Interval domain: unsound transfer functions for div and mul

[caballa]

Issue

The transfer functions for div and mul seem wrong.

Steps to reproduce

I was reading the code and found two issues:

1. div (https://github.com/facebookexperimental/MIRAI/blob/main/checker/src/interval_domain.rs#L126)
   The use of saturating.add seems a typo

2. mul (https://github.com/facebookexperimental/MIRAI/blob/main/checker/src/interval_domain.rs#L332)
   gives wrong results if negative intervals.

   [-4, -2]*[5, 10] = [-20, -20] which is clearly wrong since it doesn't include e.g. -4 * 10 = -40

A sound transfer function would be

  [x,y] * [a,b] = [min(x*a, x*b, y*a, y*b), max(x*a, x*b, y*a, y*b)]
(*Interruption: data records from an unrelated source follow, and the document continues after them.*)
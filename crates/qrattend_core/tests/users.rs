use qrattend_core::db::open_db_in_memory;
use qrattend_core::repo::role_repo::{RoleRepository, SqliteRoleRepository};
use qrattend_core::repo::user_repo::SqliteUserRepository;
use qrattend_core::{AppError, Argon2Hasher, PageRequest, RoleKind, UserService, UserUpdate};
use rusqlite::Connection;
use std::sync::Arc;

fn service(conn: &Connection) -> UserService<SqliteUserRepository<'_>> {
    UserService::new(
        SqliteUserRepository::new(conn),
        Arc::new(Argon2Hasher::with_params(8, 1, 1).unwrap()),
    )
}

#[test]
fn create_hashes_password_and_trims_username() {
    let conn = open_db_in_memory().unwrap();
    let users = service(&conn);

    let user = users.create("  ana ", "s3cret", RoleKind::User).unwrap();
    assert_eq!(user.username, "ana");
    assert_ne!(user.password_hash, "s3cret");
    assert!(user.password_hash.starts_with("$argon2id$"));

    let loaded = users.find_by_username("ana").unwrap().unwrap();
    assert_eq!(loaded.id, user.id);
    assert_eq!(loaded.role, RoleKind::User);
}

#[test]
fn duplicate_username_conflicts() {
    let conn = open_db_in_memory().unwrap();
    let users = service(&conn);
    users.create("ana", "pw", RoleKind::User).unwrap();

    let err = users.create("ana", "other", RoleKind::Admin).unwrap_err();
    assert!(matches!(err, AppError::Conflict(_)));
}

#[test]
fn create_validates_input() {
    let conn = open_db_in_memory().unwrap();
    let users = service(&conn);

    assert!(matches!(
        users.create("   ", "pw", RoleKind::User).unwrap_err(),
        AppError::InvalidInput(_)
    ));
    assert!(matches!(
        users.create("ana", "", RoleKind::User).unwrap_err(),
        AppError::InvalidInput(_)
    ));
    assert!(matches!(
        users.create(&"x".repeat(81), "pw", RoleKind::User).unwrap_err(),
        AppError::InvalidInput(_)
    ));
}

#[test]
fn bootstrap_admin_only_once() {
    let conn = open_db_in_memory().unwrap();
    let users = service(&conn);

    let admin = users.bootstrap_admin("root", "pw").unwrap();
    assert!(admin.is_admin());
    assert!(matches!(
        users.bootstrap_admin("root2", "pw").unwrap_err(),
        AppError::Conflict(_)
    ));
}

#[test]
fn authenticate_accepts_right_password_only() {
    let conn = open_db_in_memory().unwrap();
    let users = service(&conn);
    let user = users.create("ana", "pw", RoleKind::Admin).unwrap();

    let session = users.authenticate("ana", "pw").unwrap();
    assert_eq!(session.user_id(), user.id);
    assert_eq!(session.username(), "ana");
    assert!(session.is_admin());

    let wrong_password = users.authenticate("ana", "nope").unwrap_err();
    let unknown_user = users.authenticate("bob", "pw").unwrap_err();
    assert!(matches!(wrong_password, AppError::Unauthorized(_)));
    assert_eq!(wrong_password.to_string(), unknown_user.to_string());
}

#[test]
fn update_changes_only_given_fields() {
    let conn = open_db_in_memory().unwrap();
    let users = service(&conn);
    users.create("root", "pw", RoleKind::Admin).unwrap();
    let user = users.create("ana", "pw", RoleKind::User).unwrap();

    let updated = users
        .update(
            user.id,
            UserUpdate {
                username: Some("ana.m".to_string()),
                password: Some(String::new()),
                role: Some(RoleKind::Admin),
            },
        )
        .unwrap();
    assert_eq!(updated.username, "ana.m");
    assert_eq!(updated.password_hash, user.password_hash);
    assert_eq!(updated.role, RoleKind::Admin);

    users
        .update(
            user.id,
            UserUpdate {
                password: Some("new".to_string()),
                ..UserUpdate::default()
            },
        )
        .unwrap();
    assert!(users.authenticate("ana.m", "new").is_ok());
    assert!(users.authenticate("ana.m", "pw").is_err());
}

#[test]
fn update_rejects_taken_username_and_missing_user() {
    let conn = open_db_in_memory().unwrap();
    let users = service(&conn);
    users.create("ana", "pw", RoleKind::User).unwrap();
    let ben = users.create("ben", "pw", RoleKind::User).unwrap();

    let taken = UserUpdate {
        username: Some("ana".to_string()),
        ..UserUpdate::default()
    };
    assert!(matches!(
        users.update(ben.id, taken).unwrap_err(),
        AppError::Conflict(_)
    ));
    assert!(matches!(
        users.update(999, UserUpdate::default()).unwrap_err(),
        AppError::NotFound(_)
    ));
}

#[test]
fn last_admin_cannot_be_demoted_or_deleted() {
    let conn = open_db_in_memory().unwrap();
    let users = service(&conn);
    let root = users.create("root", "pw", RoleKind::Admin).unwrap();
    let ana = users.create("ana", "pw", RoleKind::User).unwrap();

    let demote = UserUpdate {
        role: Some(RoleKind::User),
        ..UserUpdate::default()
    };
    assert!(matches!(
        users.update(root.id, demote.clone()).unwrap_err(),
        AppError::Conflict(_)
    ));
    assert!(matches!(
        users.delete(root.id, ana.id).unwrap_err(),
        AppError::Conflict(_)
    ));

    let second = users.create("second", "pw", RoleKind::Admin).unwrap();
    users.update(root.id, demote).unwrap();
    assert_eq!(users.count_admins().unwrap(), 1);
    assert!(users.is_last_admin(second.id).unwrap());
}

#[test]
fn refresh_session_follows_stored_account() {
    let conn = open_db_in_memory().unwrap();
    let users = service(&conn);
    let root = users.create("root", "pw", RoleKind::Admin).unwrap();
    let ana = users.create("ana", "pw", RoleKind::Admin).unwrap();
    let session = users.authenticate("ana", "pw").unwrap();

    users
        .update(
            ana.id,
            UserUpdate {
                username: Some("ana.m".to_string()),
                role: Some(RoleKind::User),
                ..UserUpdate::default()
            },
        )
        .unwrap();
    let refreshed = users.refresh_session(&session).unwrap();
    assert_eq!(refreshed.user_id(), ana.id);
    assert_eq!(refreshed.username(), "ana.m");
    assert_eq!(refreshed.role(), RoleKind::User);

    users.delete(ana.id, root.id).unwrap();
    assert!(matches!(
        users.refresh_session(&session).unwrap_err(),
        AppError::Unauthorized(_)
    ));
}

#[test]
fn delete_refuses_self_and_reports_missing() {
    let conn = open_db_in_memory().unwrap();
    let users = service(&conn);
    let root = users.create("root", "pw", RoleKind::Admin).unwrap();
    let ana = users.create("ana", "pw", RoleKind::User).unwrap();

    assert!(matches!(
        users.delete(root.id, root.id).unwrap_err(),
        AppError::Conflict(_)
    ));
    assert!(matches!(
        users.delete(999, root.id).unwrap_err(),
        AppError::NotFound(_)
    ));

    users.delete(ana.id, root.id).unwrap();
    assert!(users.get(ana.id).unwrap().is_none());
}

#[test]
fn list_users_is_paginated() {
    let conn = open_db_in_memory().unwrap();
    let users = service(&conn);
    for name in ["a", "b", "c"] {
        users.create(name, "pw", RoleKind::User).unwrap();
    }

    let page = users.list(PageRequest::new(Some(2), Some(2))).unwrap();
    assert_eq!(page.total, 3);
    assert_eq!(page.items.len(), 1);
    assert!(!page.has_next);
}

#[test]
fn role_ids_resolve_from_seeded_table() {
    let conn = open_db_in_memory().unwrap();
    let roles = SqliteRoleRepository::new(&conn);

    assert_ne!(
        roles.role_id(RoleKind::Admin).unwrap(),
        roles.role_id(RoleKind::User).unwrap()
    );
}
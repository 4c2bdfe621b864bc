use qrattend_core::db::migrations::{latest_version, schema_version};
use qrattend_core::db::{open_db, open_db_in_memory, DbError};
use rusqlite::Connection;

#[test]
fn open_db_in_memory_applies_all_migrations() {
    let conn = open_db_in_memory().unwrap();

    assert_eq!(schema_version(&conn).unwrap(), latest_version());
    assert_table_exists(&conn, "roles");
    assert_table_exists(&conn, "users");
    assert_table_exists(&conn, "attendances");
}

#[test]
fn roles_are_seeded() {
    let conn = open_db_in_memory().unwrap();
    let mut stmt = conn.prepare("SELECT name FROM roles ORDER BY name;").unwrap();
    let names: Vec<String> = stmt
        .query_map([], |row| row.get(0))
        .unwrap()
        .collect::<Result<_, _>>()
        .unwrap();
    assert_eq!(names, vec!["Admin".to_string(), "User".to_string()]);
}

#[test]
fn schema_rejects_second_row_for_same_user_and_day() {
    let conn = open_db_in_memory().unwrap();
    conn.execute(
        "INSERT INTO users (username, password_hash, role_id) VALUES ('ana', 'x', 2);",
        [],
    )
    .unwrap();
    conn.execute(
        "INSERT INTO attendances (user_id, date, recorded_at) VALUES (1, '2024-01-01', 1);",
        [],
    )
    .unwrap();

    let err = conn
        .execute(
            "INSERT INTO attendances (user_id, date, recorded_at) VALUES (1, '2024-01-01', 2);",
            [],
        )
        .unwrap_err();
    assert!(DbError::Sqlite(err).is_unique_violation());
}

#[test]
fn foreign_keys_are_enforced() {
    let conn = open_db_in_memory().unwrap();
    let result = conn.execute(
        "INSERT INTO attendances (user_id, date, recorded_at) VALUES (99, '2024-01-01', 1);",
        [],
    );
    assert!(result.is_err());
}

#[test]
fn opening_same_database_twice_is_idempotent() {
    let dir = tempfile::tempdir().unwrap();
    let path = dir.path().join("qrattend.db");

    let conn_first = open_db(&path).unwrap();
    assert_eq!(schema_version(&conn_first).unwrap(), latest_version());
    drop(conn_first);

    let conn_second = open_db(&path).unwrap();
    assert_eq!(schema_version(&conn_second).unwrap(), latest_version());
    assert_table_exists(&conn_second, "attendances");
}

#[test]
fn opening_database_with_newer_schema_version_returns_error() {
    let dir = tempfile::tempdir().unwrap();
    let path = dir.path().join("future.db");

    let conn = Connection::open(&path).unwrap();
    conn.execute_batch("PRAGMA user_version = 999;").unwrap();
    drop(conn);

    let err = open_db(&path).unwrap_err();
    match err {
        DbError::UnsupportedSchemaVersion {
            db_version,
            latest_supported,
        } => {
            assert_eq!(db_version, 999);
            assert_eq!(latest_supported, latest_version());
        }
        other => panic!("expected UnsupportedSchemaVersion, got {other}"),
    }
}

fn assert_table_exists(conn: &Connection, table: &str) {
    let count: i64 = conn
        .query_row(
            "SELECT COUNT(*) FROM sqlite_master WHERE type = 'table' AND name = ?1;",
            [table],
            |row| row.get(0),
        )
        .unwrap();
    assert_eq!(count, 1, "missing table {table}");
}
//! Process-wide logging bootstrap.
//!
//! # Responsibility
//! - Start the `flexi_logger` backend once per process, either as rolling
//!   files or on stderr.
//! - Capture panics as metadata-only log events.
//!
//! # Invariants
//! - Initialization is idempotent for an identical target and level.
//! - Switching target or level after startup is rejected.
//! - Tokens, secrets and passwords never reach a log line; callers log ids
//!   and event names only.

use flexi_logger::{Cleanup, Criterion, FileSpec, Logger, LoggerHandle, Naming, WriteMode};
use log::{error, info};
use once_cell::sync::OnceCell;
use std::path::{Path, PathBuf};

const LOG_FILE_BASENAME: &str = "qrattend";
const MAX_LOG_FILE_SIZE_BYTES: u64 = 10 * 1024 * 1024;
const MAX_LOG_FILES: usize = 5;
const MAX_PANIC_PAYLOAD_CHARS: usize = 160;

static LOGGING_STATE: OnceCell<LoggingState> = OnceCell::new();
static PANIC_HOOK_INSTALLED: OnceCell<()> = OnceCell::new();

/// Where log records go.
#[derive(Debug, Clone, PartialEq, Eq)]
pub enum LogTarget {
    /// Rolling files under an absolute directory.
    Directory(PathBuf),
    Stderr,
}

impl LogTarget {
    fn describe(&self) -> String {
        match self {
            Self::Directory(dir) => dir.display().to_string(),
            Self::Stderr => "stderr".to_string(),
        }
    }
}

struct LoggingState {
    level: &'static str,
    target: LogTarget,
    _logger: LoggerHandle,
}

/// Starts rolling file logs in `log_dir` at `level`.
///
/// # Errors
/// - Unsupported `level`.
/// - Empty or relative `log_dir`, or a directory that cannot be created.
/// - Logging already running with a different level or target.
pub fn init_logging(level: &str, log_dir: &str) -> Result<(), String> {
    let target = LogTarget::Directory(normalize_log_dir(log_dir)?);
    init_with_target(level, target)
}

/// Starts logging to stderr at `level`. Used by the CLI when no directory
/// is configured.
pub fn init_stderr_logging(level: &str) -> Result<(), String> {
    init_with_target(level, LogTarget::Stderr)
}

/// Returns `(level, target)` when logging is active.
pub fn logging_status() -> Option<(&'static str, LogTarget)> {
    LOGGING_STATE
        .get()
        .map(|state| (state.level, state.target.clone()))
}

/// `debug` for debug builds, `info` otherwise.
pub fn default_log_level() -> &'static str {
    if cfg!(debug_assertions) {
        "debug"
    } else {
        "info"
    }
}

fn init_with_target(level: &str, target: LogTarget) -> Result<(), String> {
    let level = normalize_level(level)?;

    let state = LOGGING_STATE.get_or_try_init(|| start_logger(level, target.clone()))?;

    if state.target != target {
        return Err(format!(
            "logging already initialized at `{}`; refusing to switch to `{}`",
            state.target.describe(),
            target.describe()
        ));
    }
    if state.level != level {
        return Err(format!(
            "logging already initialized with level `{}`; refusing to switch to `{}`",
            state.level, level
        ));
    }
    Ok(())
}

fn start_logger(level: &'static str, target: LogTarget) -> Result<LoggingState, String> {
    let logger = Logger::try_with_str(level)
        .map_err(|err| format!("invalid log level `{level}`: {err}"))?;

    let handle = match &target {
        LogTarget::Directory(dir) => {
            std::fs::create_dir_all(dir).map_err(|err| {
                format!("failed to create log directory `{}`: {err}", dir.display())
            })?;
            logger
                .log_to_file(
                    FileSpec::default()
                        .directory(dir.as_path())
                        .basename(LOG_FILE_BASENAME),
                )
                .rotate(
                    Criterion::Size(MAX_LOG_FILE_SIZE_BYTES),
                    Naming::Numbers,
                    Cleanup::KeepLogFiles(MAX_LOG_FILES),
                )
                .write_mode(WriteMode::BufferAndFlush)
                .append()
                .format_for_files(flexi_logger::detailed_format)
                .start()
        }
        LogTarget::Stderr => logger.log_to_stderr().start(),
    }
    .map_err(|err| format!("failed to start logger: {err}"))?;

    install_panic_hook_once();

    info!(
        "event=app_start module=logging status=ok platform={} version={} level={} target={}",
        std::env::consts::OS,
        env!("CARGO_PKG_VERSION"),
        level,
        target.describe()
    );

    Ok(LoggingState {
        level,
        target,
        _logger: handle,
    })
}

fn normalize_level(level: &str) -> Result<&'static str, String> {
    match level.trim().to_ascii_lowercase().as_str() {
        "trace" => Ok("trace"),
        "debug" => Ok("debug"),
        "info" => Ok("info"),
        "warn" | "warning" => Ok("warn"),
        "error" => Ok("error"),
        other => Err(format!(
            "unsupported log level `{other}`; expected trace|debug|info|warn|error"
        )),
    }
}

fn normalize_log_dir(log_dir: &str) -> Result<PathBuf, String> {
    let trimmed = log_dir.trim();
    if trimmed.is_empty() {
        return Err("log_dir cannot be empty".to_string());
    }
    let path = Path::new(trimmed);
    if !path.is_absolute() {
        return Err(format!("log_dir must be an absolute path, got `{trimmed}`"));
    }
    Ok(path.to_path_buf())
}

fn install_panic_hook_once() {
    if PANIC_HOOK_INSTALLED.set(()).is_err() {
        return;
    }

    let previous_hook = std::panic::take_hook();
    std::panic::set_hook(Box::new(move |panic_info| {
        let location = panic_info
            .location()
            .map(|loc| format!("{}:{}", loc.file(), loc.line()))
            .unwrap_or_else(|| "unknown".to_string());
        let payload = panic_payload_summary(panic_info);
        error!("event=panic_captured module=logging status=error location={location} payload={payload}");
        previous_hook(panic_info);
    }));
}

fn panic_payload_summary(info: &std::panic::PanicHookInfo<'_>) -> String {
    let payload = if let Some(message) = info.payload().downcast_ref::<&str>() {
        (*message).to_string()
    } else if let Some(message) = info.payload().downcast_ref::<String>() {
        message.clone()
    } else {
        "non-string panic payload".to_string()
    };

    sanitize_message(&payload, MAX_PANIC_PAYLOAD_CHARS)
}

fn sanitize_message(value: &str, max_chars: usize) -> String {
    let normalized = value.replace(['\n', '\r'], " ");
    let mut truncated = normalized.chars().take(max_chars).collect::<String>();
    if normalized.chars().count() > max_chars {
        truncated.push_str("...");
    }
    truncated
}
  [-4, -2]*[5, 10] = [min(-4*5,-4*10,-2*5,-2*10), max(-4*5,-4*10,-2*5,-2*10)] = [-40, -10] 

[hermanventer]

Thanks for reading carefully and being kind enough to report your findings. I've put up a fix for in in https://github.com/hermanventer/MIRAI/pull/7. Since no-one at Meta seems interested to facilitate merges to this repo, the current source of truth for MIRAI is now https://github.com/hermanventer/MIRAI.

[caballa]

This is a really nice project. Thanks for all the effort!